Abstract

The momentum is real, and it is welcome. Food is Medicine has moved from the margins to the mainstream of health policy. Nutrition is finally working its way into medical education. There is growing recognition of the toll ultra-processed foods take on human health.
I see this work up close: I serve on the Texas Nutrition Advisory Committee (TNAC), the governor-appointed body created by Texas Senate Bill 25 to examine how nutrition shapes human health and how ultra-processed foods drive chronic disease, to review the science independently, and to help develop the state’s dietary and nutritional guidelines.
And yet, amid all of it, one voice is missing: the average lifestyle medicine clinician. For more than two decades, these clinicians have been prescribing nutrition as a therapeutic intervention—not studying it, not piloting it, doing it. Their experience belongs at the center of this conversation. Instead, it is largely absent from it.
So let me say plainly what that experience has taught us.
Food is Medicine is not a metaphor. But it is being misread, and that misreading is costing us clinical results. When we say food has the power to prevent, treat, and often reverse lifestyle-related chronic disease, we are not saying: hand someone a produce box and call it a prescription. We are not saying that medically tailored meals or medically tailored groceries, on their own, will move HbA1c or systolic blood pressure. Access, without context, is not therapy.
Food is Medicine, when done right, is a comprehensive therapeutic intervention. It requires nutrition education. Culinary skill building. Ongoing clinical support. Behavior change infrastructure. And, critically, it must be prescribed and guided by lifestyle medicine-trained clinicians who understand how to use food as medicine, not merely alongside it.

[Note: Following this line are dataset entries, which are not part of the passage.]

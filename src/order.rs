//! Topological execution order of the workflow graph.

use std::collections::HashMap;

use petgraph::algo::toposort;
use petgraph::graph::DiGraph;
use thiserror::Error;

use crate::parse::types::{WorkflowEdge, WorkflowNode};

/// The graph loops back on itself and has no execution order.
#[derive(Debug, Clone, Error)]
#[error("Workflow contains a cycle through node '{node_id}'")]
pub struct CycleError {
    pub node_id: String,
}

/// Returns node ids in execution order, for the run-preview panel.
/// Edges with dangling endpoints are skipped.
pub fn execution_order(
    nodes: &[WorkflowNode],
    edges: &[WorkflowEdge],
) -> Result<Vec<String>, CycleError> {
    let mut graph = DiGraph::<&str, ()>::new();
    let mut indices = HashMap::new();

    for node in nodes {
        let idx = graph.add_node(node.id.as_str());
        indices.insert(node.id.as_str(), idx);
    }
    for edge in edges {
        if let (Some(&s), Some(&t)) = (
            indices.get(edge.source.as_str()),
            indices.get(edge.target.as_str()),
        ) {
            graph.add_edge(s, t, ());
        }
    }

    match toposort(&graph, None) {
        Ok(order) => Ok(order.into_iter().map(|idx| graph[idx].to_string()).collect()),
        Err(cycle) => Err(CycleError {
            node_id: graph[cycle.node_id()].to_string(),
        }),
    }
}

Hollis-Hansen and colleagues make the case clearly: behavioral strategies, nutrition education, and culinary training are not add-ons to Food is Medicine programs; they are the intervention. Strip them out, and we are no longer measuring treatment. 1 We are measuring access. When a study provides the food but omits the education, the skills, and the clinical relationship that turn food into therapy, the result is null because the finding is not whether food works. It is a finding about an incomplete intervention.
Those of us who have practiced lifestyle medicine know this firsthand. We have watched patients reverse type 2 diabetes, normalize blood pressure, and reduce their medication burden—not because we handed them a grocery voucher, but because we built a therapeutic relationship around food, taught them what to do with it, and walked with them through the change. The food mattered. So did everything we wrapped around it.
This is not an argument against produce prescriptions, medically tailored meals, or the policy and payment work now underway. It is an argument for designing them and studying them as they are meant to be. If we want Food is Medicine to earn its place in coverage decisions and clinical guidelines, the trials that test it have to reflect how it actually works at the bedside: nutrition education, culinary skills, behavior change support, and clinician guidance built into the intervention itself, and the whole of it measured.
The good news is that the proof is not waiting to be discovered. It already exists, quietly, consistently, in the clinics of practitioners who have spent their careers turning food into treatment and watching it work. The question is no longer whether food is medicine. The question is whether we are finally willing to prescribe it as we mean it, and to listen to the clinicians who have known how all along.
Food is Medicine works. The people who have spent two decades proving it deserve, at last, to be heard.